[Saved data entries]
··········

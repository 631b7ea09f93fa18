//! Remote data sources of dataset pipelines.
//!
//! A [`DataSource`] is either a single file saved as-is or a zip archive that
//! is downloaded and extracted into a directory. Fetching reuses whatever is
//! already on disk when the caller asks for the cache.

mod archive;

use std::path::{Path, PathBuf};
use std::time::Duration;

use reqwest::Client;
use tracing::{debug, info, instrument};
use url::Url;

use tractscore_shared::{Result, SourceConfig, SourceKind, TractScoreError};

pub use archive::extract_zip;

/// User-Agent string for download requests.
const USER_AGENT: &str = concat!("tractscore/", env!("CARGO_PKG_VERSION"));

/// Maximum number of redirects to follow for one download.
const MAX_REDIRECTS: usize = 10;

/// Default timeout in seconds for one download.
const DEFAULT_TIMEOUT_SECS: u64 = 300;

// ---------------------------------------------------------------------------
// DataSource
// ---------------------------------------------------------------------------

/// One remote input of a pipeline unit.
#[derive(Debug, Clone, PartialEq, Eq)]
pub enum DataSource {
    /// Download `url` to the file `destination`.
    File { url: Url, destination: PathBuf },
    /// Download the archive at `url` and extract it into the directory `destination`.
    Zip { url: Url, destination: PathBuf },
}

/// What [`DataSource::fetch`] did.
#[derive(Debug, Clone, Copy, PartialEq, Eq)]
pub enum FetchOutcome {
    /// The destination already existed and the cache was allowed.
    Cached,
    /// The source was downloaded; `bytes` is the response body size.
    Downloaded { bytes: u64 },
}

impl DataSource {
    pub fn file(url: Url, destination: impl Into<PathBuf>) -> Self {
        Self::File {
            url,
            destination: destination.into(),
        }
    }

    pub fn zip(url: Url, destination: impl Into<PathBuf>) -> Self {
        Self::Zip {
            url,
            destination: destination.into(),
        }
    }

    /// Build a source from a `[[datasets]]` entry, resolving its destination under `data_dir`.
    pub fn from_config(config: &SourceConfig, data_dir: &Path) -> Self {
        let destination = data_dir.join(&config.destination);
        match config.kind {
            SourceKind::File => Self::file(config.url.clone(), destination),
            SourceKind::Zip => Self::zip(config.url.clone(), destination),
        }
    }

    pub fn url(&self) -> &Url {
        match self {
            Self::File { url, .. } | Self::Zip { url, .. } => url,
        }
    }

    pub fn destination(&self) -> &Path {
        match self {
            Self::File { destination, .. } | Self::Zip { destination, .. } => destination,
        }
    }

    pub fn kind(&self) -> SourceKind {
        match self {
            Self::File { .. } => SourceKind::File,
            Self::Zip { .. } => SourceKind::Zip,
        }
    }

    /// Whether the destination is already on disk.
    pub fn is_cached(&self) -> bool {
        self.destination().exists()
    }

    /// Download the source, or reuse the destination when `use_cache` is set and it exists.
    #[instrument(skip_all, fields(url = %self.url(), destination = %self.destination().display()))]
    pub async fn fetch(&self, client: &Client, use_cache: bool) -> Result<FetchOutcome> {
        if use_cache && self.is_cached() {
            debug!("using cached source");
            return Ok(FetchOutcome::Cached);
        }

        let body = download(client, self.url()).await?;
        let bytes = body.len() as u64;

        match self {
            Self::File { destination, .. } => write_file(destination, &body)?,
            Self::Zip { destination, .. } => {
                if destination.exists() {
                    std::fs::remove_dir_all(destination)
                        .map_err(|e| TractScoreError::io(destination, e))?;
                }
                extract_zip(&body, destination)?;
            }
        }

        info!(bytes, "downloaded source");
        Ok(FetchOutcome::Downloaded { bytes })
    }

    /// Remove the destination. Missing destinations are not an error.
    pub fn clear_cache(&self) -> Result<()> {
        let destination = self.destination();
        let removed = if destination.is_dir() {
            std::fs::remove_dir_all(destination)
        } else if destination.exists() {
            std::fs::remove_file(destination)
        } else {
            return Ok(());
        };
        removed.map_err(|e| TractScoreError::io(destination, e))?;
        debug!(destination = %destination.display(), "cleared cached source");
        Ok(())
    }
}

impl std::fmt::Display for DataSource {
    fn fmt(&self, f: &mut std::fmt::Formatter<'_>) -> std::fmt::Result {
        let kind = match self.kind() {
            SourceKind::File => "file",
            SourceKind::Zip => "zip",
        };
        write!(f, "{kind} {} -> {}", self.url(), self.destination().display())
    }
}

// ---------------------------------------------------------------------------
// Fetching
// ---------------------------------------------------------------------------

/// HTTP settings for downloads.
#[derive(Debug, Clone)]
pub struct FetchOptions {
    /// Timeout for one download in seconds.
    pub timeout_secs: u64,
}

impl Default for FetchOptions {
    fn default() -> Self {
        Self {
            timeout_secs: DEFAULT_TIMEOUT_SECS,
        }
    }
}

/// Build a reqwest client with download settings.
pub fn build_client(opts: &FetchOptions) -> Result<Client> {
    Client::builder()
        .user_agent(USER_AGENT)
        .redirect(reqwest::redirect::Policy::limited(MAX_REDIRECTS))
        .timeout(Duration::from_secs(opts.timeout_secs))
        .build()
        .map_err(|e| TractScoreError::Network(format!("failed to build HTTP client: {e}")))
}

/// Fetch every source in order.
pub async fn fetch_all(
    sources: &[DataSource],
    use_cache: bool,
    opts: &FetchOptions,
) -> Result<Vec<FetchOutcome>> {
    let client = build_client(opts)?;
    let mut outcomes = Vec::with_capacity(sources.len());
    for source in sources {
        outcomes.push(source.fetch(&client, use_cache).await?);
    }
    Ok(outcomes)
}

/// Blocking form of [`fetch_all`] for synchronous pipeline units.
///
/// Must not be called from an async task. Inside a runtime it has to run on a
/// blocking-pool thread; outside one it drives a private current-thread runtime.
/// Sources that are already cached never touch the network or a runtime.
pub fn fetch_all_blocking(
    sources: &[DataSource],
    use_cache: bool,
    opts: &FetchOptions,
) -> Result<Vec<FetchOutcome>> {
    if use_cache && sources.iter().all(DataSource::is_cached) {
        debug!(sources = sources.len(), "all sources cached");
        return Ok(vec![FetchOutcome::Cached; sources.len()]);
    }

    match tokio::runtime::Handle::try_current() {
        Ok(handle) => handle.block_on(fetch_all(sources, use_cache, opts)),
        Err(_) => tokio::runtime::Builder::new_current_thread()
            .enable_all()
            .build()
            .map_err(|e| TractScoreError::Network(format!("failed to start runtime: {e}")))?
            .block_on(fetch_all(sources, use_cache, opts)),
    }
}

/// GET `url` and return the body of a successful response.
async fn download(client: &Client, url: &Url) -> Result<Vec<u8>> {
    let response = client
        .get(url.clone())
        .send()
        .await
        .map_err(|e| TractScoreError::Network(format!("{url}: {e}")))?;

    let status = response.status();
    if !status.is_success() {
        return Err(TractScoreError::Network(format!("{url}: HTTP {status}")));
    }

    let body = response
        .bytes()
        .await
        .map_err(|e| TractScoreError::Network(format!("{url}: failed to read body: {e}")))?;
    Ok(body.to_vec())
}

/// Write `bytes` to `path` through a sibling temp file and a rename.
fn write_file(path: &Path, bytes: &[u8]) -> Result<()> {
    if let Some(parent) = path.parent() {
        std::fs::create_dir_all(parent).map_err(|e| TractScoreError::io(parent, e))?;
    }
    let mut tmp = path.as_os_str().to_owned();
    tmp.push(".part");
    let tmp = PathBuf::from(tmp);
    std::fs::write(&tmp, bytes).map_err(|e| TractScoreError::io(&tmp, e))?;
    std::fs::rename(&tmp, path).map_err(|e| TractScoreError::io(path, e))?;
    Ok(())
}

··········

What you have to do: Set the data down again in full, exactly as given.

Finished exercise:
repository 631b7ea09f93fa18
//! Remote data sources of dataset pipelines.
//!
//! A [`DataSource`] is either a single file saved as-is or a zip archive that
//! is downloaded and extracted into a directory. Fetching reuses whatever is
//! already on disk when the caller asks for the cache.

mod archive;

use std::path::{Path, PathBuf};
use std::time::Duration;

use reqwest::Client;
use tracing::{debug, info, instrument};
use url::Url;

use tractscore_shared::{Result, SourceConfig, SourceKind, TractScoreError};

pub use archive::extract_zip;

/// User-Agent string for download requests.
const USER_AGENT: &str = concat!("tractscore/", env!("CARGO_PKG_VERSION"));

/// Maximum number of redirects to follow for one download.
const MAX_REDIRECTS: usize = 10;

/// Default timeout in seconds for one download.
const DEFAULT_TIMEOUT_SECS: u64 = 300;

// ---------------------------------------------------------------------------
// DataSource
// ---------------------------------------------------------------------------

/// One remote input of a pipeline unit.
#[derive(Debug, Clone, PartialEq, Eq)]
pub enum DataSource {
    /// Download `url` to the file `destination`.
    File { url: Url, destination: PathBuf },
    /// Download the archive at `url` and extract it into the directory `destination`.
    Zip { url: Url, destination: PathBuf },
}

/// What [`DataSource::fetch`] did.
#[derive(Debug, Clone, Copy, PartialEq, Eq)]
pub enum FetchOutcome {
    /// The destination already existed and the cache was allowed.
    Cached,
    /// The source was downloaded; `bytes` is the response body size.
    Downloaded { bytes: u64 },
}

impl DataSource {
    pub fn file(url: Url, destination: impl Into<PathBuf>) -> Self {
        Self::File {
            url,
            destination: destination.into(),
        }
    }

    pub fn zip(url: Url, destination: impl Into<PathBuf>) -> Self {
        Self::Zip {
            url,
            destination: destination.into(),
        }
    }

    /// Build a source from a `[[datasets]]` entry, resolving its destination under `data_dir`.
    pub fn from_config(config: &SourceConfig, data_dir: &Path) -> Self {
        let destination = data_dir.join(&config.destination);
        match config.kind {
            SourceKind::File => Self::file(config.url.clone(), destination),
            SourceKind::Zip => Self::zip(config.url.clone(), destination),
        }
    }

    pub fn url(&self) -> &Url {
        match self {
            Self::File { url, .. } | Self::Zip { url, .. } => url,
        }
    }

    pub fn destination(&self) -> &Path {
        match self {
            Self::File { destination, .. } | Self::Zip { destination, .. } => destination,
        }
    }

    pub fn kind(&self) -> SourceKind {
        match self {
            Self::File { .. } => SourceKind::File,
            Self::Zip { .. } => SourceKind::Zip,
        }
    }

    /// Whether the destination is already on disk.
    pub fn is_cached(&self) -> bool {
        self.destination().exists()
    }

    /// Download the source, or reuse the destination when `use_cache` is set and it exists.
    #[instrument(skip_all, fields(url = %self.url(), destination = %self.destination().display()))]
    pub async fn fetch(&self, client: &Client, use_cache: bool) -> Result<FetchOutcome> {
        if use_cache && self.is_cached() {
            debug!("using cached source");
            return Ok(FetchOutcome::Cached);
        }

        let body = download(client, self.url()).await?;
        let bytes = body.len() as u64;

        match self {
            Self::File { destination, .. } => write_file(destination, &body)?,
            Self::Zip { destination, .. } => {
                if destination.exists() {
                    std::fs::remove_dir_all(destination)
                        .map_err(|e| TractScoreError::io(destination, e))?;
                }
                extract_zip(&body, destination)?;
            }
        }

        info!(bytes, "downloaded source");
        Ok(FetchOutcome::Downloaded { bytes })
    }

    /// Remove the destination. Missing destinations are not an error.
    pub fn clear_cache(&self) -> Result<()> {
        let destination = self.destination();
        let removed = if destination.is_dir() {
            std::fs::remove_dir_all(destination)
        } else if destination.exists() {
            std::fs::remove_file(destination)
        } else {
            return Ok(());
        };
        removed.map_err(|e| TractScoreError::io(destination, e))?;
        debug!(destination = %destination.display(), "cleared cached source");
        Ok(())
    }
}

impl std::fmt::Display for DataSource {
    fn fmt(&self, f: &mut std::fmt::Formatter<'_>) -> std::fmt::Result {
        let kind = match self.kind() {
            SourceKind::File => "file",
            SourceKind::Zip => "zip",
        };
        write!(f, "{kind} {} -> {}", self.url(), self.destination().display())
    }
}

// ---------------------------------------------------------------------------
// Fetching
// ---------------------------------------------------------------------------

/// HTTP settings for downloads.
#[derive(Debug, Clone)]
pub struct FetchOptions {
    /// Timeout for one download in seconds.
    pub timeout_secs: u64,
}

impl Default for FetchOptions {
    fn default() -> Self {
        Self {
            timeout_secs: DEFAULT_TIMEOUT_SECS,
        }
    }
}

/// Build a reqwest client with download settings.
pub fn build_client(opts: &FetchOptions) -> Result<Client> {
    Client::builder()
        .user_agent(USER_AGENT)
        .redirect(reqwest::redirect::Policy::limited(MAX_REDIRECTS))
        .timeout(Duration::from_secs(opts.timeout_secs))
        .build()
        .map_err(|e| TractScoreError::Network(format!("failed to build HTTP client: {e}")))
}

/// Fetch every source in order.
pub async fn fetch_all(
    sources: &[DataSource],
    use_cache: bool,
    opts: &FetchOptions,
) -> Result<Vec<FetchOutcome>> {
    let client = build_client(opts)?;
    let mut outcomes = Vec::with_capacity(sources.len());
    for source in sources {
        outcomes.push(source.fetch(&client, use_cache).await?);
    }
    Ok(outcomes)
}

/// Blocking form of [`fetch_all`] for synchronous pipeline units.
///
/// Must not be called from an async task. Inside a runtime it has to run on a
/// blocking-pool thread; outside one it drives a private current-thread runtime.
/// Sources that are already cached never touch the network or a runtime.
pub fn fetch_all_blocking(
    sources: &[DataSource],
    use_cache: bool,
    opts: &FetchOptions,
) -> Result<Vec<FetchOutcome>> {
    if use_cache && sources.iter().all(DataSource::is_cached) {
        debug!(sources = sources.len(), "all sources cached");
        return Ok(vec![FetchOutcome::Cached; sources.len()]);
    }

    match tokio::runtime::Handle::try_current() {
        Ok(handle) => handle.block_on(fetch_all(sources, use_cache, opts)),
        Err(_) => tokio::runtime::Builder::new_current_thread()
            .enable_all()
            .build()
            .map_err(|e| TractScoreError::Network(format!("failed to start runtime: {e}")))?
            .block_on(fetch_all(sources, use_cache, opts)),
    }
}

/// GET `url` and return the body of a successful response.
async fn download(client: &Client, url: &Url) -> Result<Vec<u8>> {
    let response = client
        .get(url.clone())
        .send()
        .await
        .map_err(|e| TractScoreError::Network(format!("{url}: {e}")))?;

    let status = response.status();
    if !status.is_success() {
        return Err(TractScoreError::Network(format!("{url}: HTTP {status}")));
    }

    let body = response
        .bytes()
        .await
        .map_err(|e| TractScoreError::Network(format!("{url}: failed to read body: {e}")))?;
    Ok(body.to_vec())
}

/// Write `bytes` to `path` through a sibling temp file and a rename.
fn write_file(path: &Path, bytes: &[u8]) -> Result<()> {
    if let Some(parent) = path.parent() {
        std::fs::create_dir_all(parent).map_err(|e| TractScoreError::io(parent, e))?;
    }
    let mut tmp = path.as_os_str().to_owned();
    tmp.push(".part");
    let tmp = PathBuf::from(tmp);
    std::fs::write(&tmp, bytes).map_err(|e| TractScoreError::io(&tmp, e))?;
    std::fs::rename(&tmp, path).map_err(|e| TractScoreError::io(path, e))?;
    Ok(())
}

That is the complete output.